研究課題
若手研究
本研究では,異種感覚情報の時間的ずれが感覚間における刺激特徴の類似性や一貫性により調整されるという仮説を立て,感覚間協応が時間的腹話術効果に及ぼす影響や,動作と映像の動きの一貫性がタッピングの時間精度に及ぼす影響などを実験的に検討した。また視聴覚間における感覚間協応のメカニズムの整理や,感覚統合における言語環境の影響などについても検討を行った。その結果,刺激特徴の類似性や一貫性が時間判断に及ぼす影響は限定的であることが明らかとなった。
実験心理学,認知心理学
脳内での情報統合に関する問題は「結合問題」と呼ばれ,特に感覚間の処理の時間差を脳がどのように克服しているのかという問題は,人の主観的な同時性や時間順序の知覚の成り立ちを解明する上で非常に重要な課題である。

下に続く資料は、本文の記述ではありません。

//! Async managers.
//!
//! A [`Manager`] is the per-model facade: every operation first makes sure the
//! backend is ready, runs against the model's shadow, and converts stored rows
//! back into source-model instances.
//!
//! Conversion rules:
//!
//! - **Row to instance**: every column that names a source field is copied;
//!   columns the source model lacks, and values its field type rejects, are
//!   skipped.
//! - **Instance to row**: every non-key field with a non-null value is copied.
//!   A key is copied only when the backend does not generate it, when it is
//!   a UUID the caller already chose, or when the caller forces an insert.

use std::collections::HashMap;
use std::fmt;
use std::marker::PhantomData;
use std::sync::Arc;
use std::time::{SystemTime, UNIX_EPOCH};

use raphael_core::{Cx, Error, Model, Outcome, Result, Row, Value};
use raphael_query::{Aggregate, Lookup, Predicate, QueryState};
use raphael_schema::{ShadowModel, TargetType};

use crate::backend::{Backend, InsertRow};
use crate::instance::SaveOptions;
use crate::queryset::{QuerySet, ValuesListQuerySet, ValuesQuerySet};
use crate::runtime::Shared;

/// Rows fetched by `get()` before giving up on counting duplicates.
const MAX_GET_RESULTS: usize = 21;

/// Current time in the storage representation of `ty`.
fn now_value(ty: TargetType) -> Option<Value> {
    let elapsed = SystemTime::now()
        .duration_since(UNIX_EPOCH)
        .unwrap_or_default();
    match ty {
        TargetType::Datetime => Some(Value::Timestamp(
            i64::try_from(elapsed.as_micros()).unwrap_or(i64::MAX),
        )),
        TargetType::Date => Some(Value::Date(
            i32::try_from(elapsed.as_secs() / 86_400).unwrap_or(i32::MAX),
        )),
        _ => None,
    }
}

/// The async facade for one source model.
pub struct Manager<M, B> {
    shared: Arc<Shared<B>>,
    shadow: Arc<ShadowModel>,
    _model: PhantomData<fn() -> M>,
}

impl<M, B> Clone for Manager<M, B> {
    fn clone(&self) -> Self {
        Self {
            shared: Arc::clone(&self.shared),
            shadow: Arc::clone(&self.shadow),
            _model: PhantomData,
        }
    }
}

本研究では,感覚モダリティ間における刺激特徴の類似性や一貫性が感覚統合に果たす役割について,基礎的な知見を集積することができた。また研究成果を国内外の学会や学術雑誌で報告し,社会的還元にも努めた。一部の成果は権威のある国際誌に掲載されるなど,学術的にも高い評価を受けた。